(Stored items)
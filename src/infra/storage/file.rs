use crate::infra::loader::load_file;
use crate::types::{InfraError, InfraResult};
use serde::de::DeserializeOwned;
use serde::Serialize;
use std::fs;
use std::io::Write;
use std::path::Path;
use tempfile::NamedTempFile;

/// JSONファイルからSerdeでDeserializeできる型を読み込む
pub fn load_json_from_file<T: DeserializeOwned>(file_path: &Path) -> InfraResult<T> {
    let buf_reader = load_file(file_path)?;
    serde_json::from_reader(buf_reader).map_err(|e| {
        InfraError::serialization(format!("JSONファイルの解析: {}", file_path.display()), e)
    })
}

/// 値を整形済みJSONとしてファイルに書き込む（既存ファイルは上書き）
pub fn save_json_to_file<T: Serialize>(file_path: &Path, value: &T) -> InfraResult<()> {
    let json = serde_json::to_string_pretty(value).map_err(|e| {
        InfraError::serialization(format!("JSONの生成: {}", file_path.display()), e)
    })?;
    save_bytes_to_file(file_path, json.as_bytes())
}

/// バイト列をファイルに書き込む
///
/// 同じディレクトリの一時ファイルに書き込んでからリネームするため、
/// 書き込みが途中で失敗しても既存のファイルは元の内容のまま残る。
pub fn save_bytes_to_file(file_path: &Path, bytes: &[u8]) -> InfraResult<()> {
    let path_str = file_path.display().to_string();
    let parent = match file_path.parent().filter(|p| !p.as_os_str().is_empty()) {
        Some(parent) => {
            fs::create_dir_all(parent)
                .map_err(|e| InfraError::file_system(parent.display().to_string(), e))?;
            parent
        }
        None => Path::new("."),
    };

    let mut temp = NamedTempFile::new_in(parent)
        .map_err(|e| InfraError::file_system(parent.display().to_string(), e))?;
    temp.write_all(bytes)
        .and_then(|_| temp.as_file().sync_all())
        .map_err(|e| InfraError::file_system(path_str.clone(), e))?;
    temp.persist(file_path)
        .map_err(|e| InfraError::file_system(path_str, e.error))?;
    Ok(())
}

/// ファイルが存在すれば削除する
pub fn remove_file_if_exists(file_path: &Path) -> InfraResult<()> {
    match fs::remove_file(file_path) {
        Ok(()) => Ok(()),
        Err(e) if e.kind() == std::io::ErrorKind::NotFound => Ok(()),
        Err(e) => Err(InfraError::file_system(file_path.display().to_string(), e)),
    }
}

▸ PROBLEM
Could all of the entries be retyped word for word?

▸ COMPLETED EXERCISE
filename src/infra/storage/file.rs
use crate::infra::loader::load_file;
use crate::types::{InfraError, InfraResult};
use serde::de::DeserializeOwned;
use serde::Serialize;
use std::fs;
use std::io::Write;
use std::path::Path;
use tempfile::NamedTempFile;

/// JSONファイルからSerdeでDeserializeできる型を読み込む
pub fn load_json_from_file<T: DeserializeOwned>(file_path: &Path) -> InfraResult<T> {
    let buf_reader = load_file(file_path)?;
    serde_json::from_reader(buf_reader).map_err(|e| {
        InfraError::serialization(format!("JSONファイルの解析: {}", file_path.display()), e)
    })
}

/// 値を整形済みJSONとしてファイルに書き込む（既存ファイルは上書き）
pub fn save_json_to_file<T: Serialize>(file_path: &Path, value: &T) -> InfraResult<()> {
    let json = serde_json::to_string_pretty(value).map_err(|e| {
        InfraError::serialization(format!("JSONの生成: {}", file_path.display()), e)
    })?;
    save_bytes_to_file(file_path, json.as_bytes())
}

/// バイト列をファイルに書き込む
///
/// 同じディレクトリの一時ファイルに書き込んでからリネームするため、
/// 書き込みが途中で失敗しても既存のファイルは元の内容のまま残る。
pub fn save_bytes_to_file(file_path: &Path, bytes: &[u8]) -> InfraResult<()> {
    let path_str = file_path.display().to_string();
    let parent = match file_path.parent().filter(|p| !p.as_os_str().is_empty()) {
        Some(parent) => {
            fs::create_dir_all(parent)
                .map_err(|e| InfraError::file_system(parent.display().to_string(), e))?;
            parent
        }
        None => Path::new("."),
    };

    let mut temp = NamedTempFile::new_in(parent)
        .map_err(|e| InfraError::file_system(parent.display().to_string(), e))?;
    temp.write_all(bytes)
        .and_then(|_| temp.as_file().sync_all())
        .map_err(|e| InfraError::file_system(path_str.clone(), e))?;
    temp.persist(file_path)
        .map_err(|e| InfraError::file_system(path_str, e.error))?;
    Ok(())
}

/// ファイルが存在すれば削除する
pub fn remove_file_if_exists(file_path: &Path) -> InfraResult<()> {
    match fs::remove_file(file_path) {
        Ok(()) => Ok(()),
        Err(e) if e.kind() == std::io::ErrorKind::NotFound => Ok(()),
        Err(e) => Err(InfraError::file_system(file_path.display().to_string(), e)),
    }
}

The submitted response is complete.